On March 13, 2020, Governor Newsom enacted Executive Order N-26-20, which was the catalyst for school districts closing throughout the state. As Visalia Unified learned more about COVID-19 and new state safety mechanisms were established in the ensuing months, the criteria for reopening schools became more defined. As time has progressed and districts remain closed, the focus on reopening, addressing learning loss, and meeting students’ social and emotional needs has become Visalia Unified School District’s priority.
When schools closed, the dedicated team of instructional and operational leaders immediately collaborated on how VUSD could best provide for its students and families with continued services. Instructional and operational leaders knew that these services would be different in light of the pandemic.
The development of learning packets for all students in grades preschool to twelve was the first step in ensuring that students continued to learn. These packets were developed to focus students’ learning on what we call priority standards. These are the learning standards used to measure what students must know to be successful.
VUSD knew that not all students in our district would have access to the internet; therefore, this posed a digital inequity for many of our households. This is why we focused on packets in K-8 and if needed at the 9-12 grades. This digital divide was a ubiquitous issue at the national level.
As packet learning was ensuing, we also were accelerating access to the internet and devices to all students in our district. VUSD acquired and installed WiFi towers, which increased access to the internet for our students, including in some of our more rural areas of Goshen and Ivanhoe. We were also able to acquire a large number of hotspots, which allowed students to have access to the internet. Finally, we were able to obtain enough Chromebooks to allow students to engage with hybrid learning for the 2020-21 school year.

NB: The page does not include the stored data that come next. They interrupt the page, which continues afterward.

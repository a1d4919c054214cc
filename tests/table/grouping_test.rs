//! Grouping report rows into trees with summaries.

#[path = "../common/mod.rs"]
mod common;

use std::sync::Arc;

use common::{int, text};
use reportkit::model::{Column, ColumnKind, Value};
use reportkit::sql::SortDir;
use reportkit::table::{Aggregate, Grouping, Node, Reportable, Table};

fn sales() -> Table {
    let columns = vec![
        Arc::new(Column::new("region", ColumnKind::Generic, vec![])),
        Arc::new(Column::new("seller", ColumnKind::Generic, vec![])),
        Arc::new(Column::new("amount", ColumnKind::Integer, vec![])),
    ];
    let rows = vec![
        vec![text("north"), text("ann"), int(10)],
        vec![text("north"), text("bob"), int(5)],
        vec![text("south"), text("ann"), int(7)],
        vec![text("south"), text("ann"), Value::Null],
        vec![text("south"), text("cyd"), int(1)],
    ];
    Table::new(rows, columns).unwrap()
}

#[test]
fn test_group_sizes() {
    let groups = Grouping::new("region").group(&sales()).unwrap();
    let sizes: Vec<(String, usize)> = groups
        .iter()
        .map(|g| (g.name().to_string(), g.row_count()))
        .collect();
    assert_eq!(sizes, vec![("north".into(), 2), ("south".into(), 3)]);
    assert_eq!(groups[1].key(), &text("south"));
}

#[test]
fn test_summary_per_group() {
    let groups = Grouping::new("region")
        .aggregate(Aggregate::sum("amount"))
        .aggregate(Aggregate::count("seller"))
        .group(&sales())
        .unwrap();

    let names: Vec<&str> = groups[0].columns().iter().map(|c| c.name()).collect();
    assert_eq!(names, vec!["seller", "amount"]);
    assert_eq!(groups[0].summary().rows(), &[vec![int(2), int(15)]]);
    assert_eq!(groups[1].summary().rows(), &[vec![int(3), int(8)]]);
    assert_eq!(groups[1].summary().level(), 0);
}

#[test]
fn test_nested_sum_matches_flat_sum() {
    let flat = Aggregate::sum("amount");
    let table = sales();
    let total = table.aggregate(&flat);

    let groups = Grouping::new("region")
        .then(Grouping::new("seller"))
        .group(&table)
        .unwrap();
    let nested = flat.reduce(groups.iter().map(|g| g.aggregate(&flat)).collect());
    assert_eq!(nested, total);
    assert_eq!(total, int(23));
}

#[test]
fn test_nested_levels() {
    let groups = Grouping::new("region")
        .aggregate(Aggregate::sum("amount"))
        .then(Grouping::new("seller").aggregate(Aggregate::sum("amount")))
        .group(&sales())
        .unwrap();

    let south = &groups[1];
    assert_eq!(south.children().len(), 2);
    let Reportable::Group(ann) = &south.children()[0] else {
        panic!("expected a nested group");
    };
    assert_eq!(ann.name(), "ann");
    assert_eq!(ann.level(), 1);
    assert_eq!(ann.columns().len(), 1);
    assert_eq!(ann.summary().rows(), &[vec![int(7)]]);
    assert_eq!(south.summary().rows(), &[vec![Value::Null, int(8)]]);
}

#[test]
fn test_traverse_order() {
    let groups = Grouping::new("region")
        .then(Grouping::new("seller"))
        .group(&sales())
        .unwrap();

    let mut visited = Vec::new();
    for group in &groups {
        group.traverse(&mut |node: Node<'_>| visited.push((node.kind(), node.level())));
    }
    assert_eq!(
        &visited[..8],
        &[
            ("group", 0),
            ("group", 1),
            ("data", 2),
            ("summary", 1),
            ("group", 1),
            ("data", 2),
            ("summary", 1),
            ("summary", 0),
        ]
    );
    assert_eq!(visited.len(), 16);
}

#[test]
fn test_group_report_rows() {
    let (mut r, _) = common::report("Quote", &["company/name", "id", "description"]);
    r.set_order(&[("company/name", SortDir::Asc), ("id", SortDir::Asc)])
        .unwrap();
    let groups = r
        .group_by(
            &Grouping::new("company/name")
                .aggregate(Aggregate::count("id"))
                .aggregate(Aggregate::concat("description")),
        )
        .unwrap();

    let names: Vec<&str> = groups.iter().map(|g| g.name()).collect();
    assert_eq!(names, vec!["Audi", "BMW"]);
    assert_eq!(
        groups[1].summary().rows(),
        &[vec![int(3), text("quote 1, quote 2, quote 3")]]
    );
    assert_eq!(groups[0].summary().rows(), &[vec![int(1), text("quote 4")]]);
}

#[test]
fn test_unknown_grouping_column() {
    let (r, _) = common::report("Quote", &["id"]);
    assert!(r.group_by(&Grouping::new("company/name")).is_err());
}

During the summer of 2020, we provided access to credit recovery and original credit courses for our students in grades 9-12 to which they did not have access during the closure. We also began to plan how instruction would look in a hybrid model for the 2020-21 school year. This planning including the following: which online tools teachers and students would use; what the instructional day would look like in a hybrid format; how parents would connect to teachers and the school; which social and emotional resources would be available to students and families; and more.
Even with all of this planning and additional resource supports from the state and federal governments, we know that the current learning model is not ideal for students. Research
indicates that students have regressed in their learning, especially in mathematics in Grades 2-6. Research has also demonstrated that there are higher levels of social and emotional issues with students and families as they cope with quarantine and the added financial stresses brought on by the pandemic. Throughout the school closures, we have not lost sight of our students and families, knowing that they are experiencing these types of losses.

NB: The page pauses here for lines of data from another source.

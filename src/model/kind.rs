//! Column kinds: how raw cells are cast and displayed.

use std::fmt::Write;

use chrono::{DateTime, NaiveDate, NaiveDateTime, NaiveTime};
use serde::{Deserialize, Serialize};

use super::format::{delimit_thousands, DurationFormat, FormatParams};
use super::value::Value;

/// The closed set of column behaviours.
#[derive(Debug, Clone, Copy, Default, PartialEq, Eq, Hash, Serialize, Deserialize)]
#[serde(rename_all = "snake_case")]
pub enum ColumnKind {
    /// Passes values through unchanged.
    #[default]
    Generic,
    Integer,
    Decimal,
    Money,
    Boolean,
    Date,
    Time,
    /// Seconds between two timestamps (start, stop).
    Duration,
    /// Minutes from a number of seconds.
    DurationMinutes,
}

impl ColumnKind {
    /// Number of fields the cast consumes.
    pub fn arity(self) -> usize {
        match self {
            ColumnKind::Duration => 2,
            _ => 1,
        }
    }

    /// Cast raw cells (one per field, in field order) into one value.
    pub fn cast(self, raw: &[Value]) -> Value {
        let first = raw.first().unwrap_or(&Value::Null);
        match self {
            ColumnKind::Generic => first.clone(),
            ColumnKind::Integer => first.as_i64().map_or(Value::Null, Value::Int),
            ColumnKind::Decimal | ColumnKind::Money => first.as_f64().map_or(Value::Null, Value::Float),
            ColumnKind::Boolean => Value::Bool(cast_bool(first)),
            ColumnKind::Date => match first {
                Value::Date(_) | Value::Null => first.clone(),
                other => to_timestamp(other)
                    .map(|ts| Value::Date(ts.date()))
                    .or_else(|| other.as_str().and_then(parse_date).map(Value::Date))
                    .unwrap_or_else(|| other.clone()),
            },
            ColumnKind::Time => match first {
                Value::Null => Value::Null,
                other => to_timestamp(other).map_or_else(|| other.clone(), Value::Timestamp),
            },
            ColumnKind::Duration => {
                let stop = raw.get(1).unwrap_or(&Value::Null);
                duration_seconds(first, stop)
            }
            ColumnKind::DurationMinutes => Value::Int(first.as_i64().unwrap_or(0) / 60),
        }
    }

    /// Render a cast value for display.
    pub fn format(self, value: &Value, params: &FormatParams) -> String {
        match self {
            ColumnKind::Boolean => String::from(if cast_bool(value) { "1" } else { "0" }),
            _ if value.is_null() => String::new(),
            ColumnKind::Generic | ColumnKind::Integer => value.to_string(),
            ColumnKind::Date => match value {
                Value::Date(d) => strftime_date(*d, &params.date_format),
                Value::Timestamp(ts) => strftime_date(ts.date(), &params.date_format),
                other => other.to_string(),
            },
            ColumnKind::Time => match value {
                Value::Timestamp(ts) => strftime(*ts, &params.time_format),
                Value::Date(d) => strftime(d.and_time(NaiveTime::MIN), &params.time_format),
                other => other.to_string(),
            },
            ColumnKind::Duration => match value.as_i64() {
                Some(secs) => format!("{:02}:{:02}", secs.div_euclid(3600), secs.rem_euclid(3600) / 60),
                None => value.to_string(),
            },
            ColumnKind::DurationMinutes => match value.as_i64() {
                Some(mins) => match params.duration {
                    DurationFormat::Minutes => mins.to_string(),
                    DurationFormat::Hours => {
                        let hours = Value::Float(mins as f64 / 60.0);
                        hours.to_string().replacen('.', ",", 1)
                    }
                    DurationFormat::Clock => format!("{:02}:{:02}", mins.div_euclid(60), mins.rem_euclid(60)),
                },
                None => value.to_string(),
            },
            ColumnKind::Decimal | ColumnKind::Money => format_decimal(value, params),
        }
    }
}

/// Booleans from typeless SQL results: NULL, 0 and `"false"`/`"0"` are false,
/// anything else is true.
fn cast_bool(value: &Value) -> bool {
    match value {
        Value::Null => false,
        Value::Bool(b) => *b,
        Value::Int(i) => *i != 0,
        Value::Float(f) => *f != 0.0,
        Value::Text(s) => !matches!(s.trim().to_lowercase().as_str(), "false" | "0"),
        Value::Date(_) | Value::Timestamp(_) => true,
    }
}

const TIMESTAMP_FORMATS: &[&str] = &[
    "%Y-%m-%d %H:%M:%S%.f",
    "%Y-%m-%dT%H:%M:%S%.f",
    "%Y-%m-%d %H:%M",
    "%Y-%m-%dT%H:%M",
];

fn parse_timestamp(s: &str) -> Option<NaiveDateTime> {
    let s = s.trim();
    TIMESTAMP_FORMATS
        .iter()
        .find_map(|fmt| NaiveDateTime::parse_from_str(s, fmt).ok())
        .or_else(|| DateTime::parse_from_rfc3339(s).ok().map(|dt| dt.naive_utc()))
}

fn parse_date(s: &str) -> Option<NaiveDate> {
    NaiveDate::parse_from_str(s.trim(), "%Y-%m-%d").ok()
}

fn to_timestamp(value: &Value) -> Option<NaiveDateTime> {
    match value {
        Value::Timestamp(ts) => Some(*ts),
        Value::Date(d) => Some(d.and_time(NaiveTime::MIN)),
        Value::Int(secs) => DateTime::from_timestamp(*secs, 0).map(|dt| dt.naive_utc()),
        Value::Text(s) => parse_timestamp(s),
        _ => None,
    }
}

fn duration_seconds(start: &Value, stop: &Value) -> Value {
    match (start, stop) {
        (Value::Null, _) | (_, Value::Null) => Value::Null,
        (Value::Int(a), Value::Int(b)) => Value::Int(b - a),
        (Value::Float(_), _) | (_, Value::Float(_)) => match (start.as_f64(), stop.as_f64()) {
            (Some(a), Some(b)) => Value::Float(b - a),
            _ => Value::Null,
        },
        _ => match (to_timestamp(start), to_timestamp(stop)) {
            (Some(a), Some(b)) => Value::Int((b - a).num_seconds()),
            _ => Value::Null,
        },
    }
}

// chrono reports unknown specifiers as a fmt::Error, so write instead of to_string.
fn strftime(ts: NaiveDateTime, pattern: &str) -> String {
    let mut out = String::new();
    match write!(out, "{}", ts.format(pattern)) {
        Ok(()) => out,
        Err(_) => ts.to_string(),
    }
}

fn strftime_date(date: NaiveDate, pattern: &str) -> String {
    let mut out = String::new();
    match write!(out, "{}", date.format(pattern)) {
        Ok(()) => out,
        Err(_) => date.to_string(),
    }
}

fn format_decimal(value: &Value, params: &FormatParams) -> String {
    let rendered = match (params.precision, value) {
        (Some(precision), _) => match value.as_f64() {
            Some(number) => {
                let scale = 10f64.powi(precision as i32);
                format!("{:.*}", precision, (number * scale).round() / scale)
            }
            None => return value.to_string(),
        },
        (None, Value::Int(_) | Value::Float(_)) => value.to_string(),
        (None, other) => match other.as_f64() {
            Some(number) => Value::Float(number).to_string(),
            None => return other.to_string(),
        },
    };

    let (int_part, frac_part) = match rendered.split_once('.') {
        Some((i, f)) => (i.to_string(), Some(f)),
        None => (rendered.clone(), None),
    };
    let int_part = match &params.delimiter {
        Some(delimiter) => delimit_thousands(&int_part, delimiter),
        None => int_part,
    };
    match frac_part {
        Some(frac) => {
            let separator = if params.decimal_comma { ',' } else { '.' };
            format!("{int_part}{separator}{frac}")
        }
        None => int_part,
    }
}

Now that we are beginning to see the proverbial light at the end of the tunnel, we have moved from 100% online instruction during the first semester to bringing back students by grade-level. We currently have students in grades TK-6 grade learning in person on our 26 elementary campuses. Our hope is that we return Grades 7-12 back to campus for in-person learning by March 25, 2021. Having students in classrooms with their teachers is the optimal learning and social and emotional model.
While we wait to have all students return, we have not waited to see how we can serve our students and families since March 13, 2020.
We are now planning how we take all of those efforts and align them in a single expanded learning plan. This plan will be developed by internal and external stakeholders to align those same resources to support Visalia Unified students and families. Not one group alone will be able to meet the needs of every one of our students and families; but If we do this together, as one community
with one mission and vision, then we will stand a better chance of eradicating learning loss and the social and emotional toll that the pandemic has placed on all of us.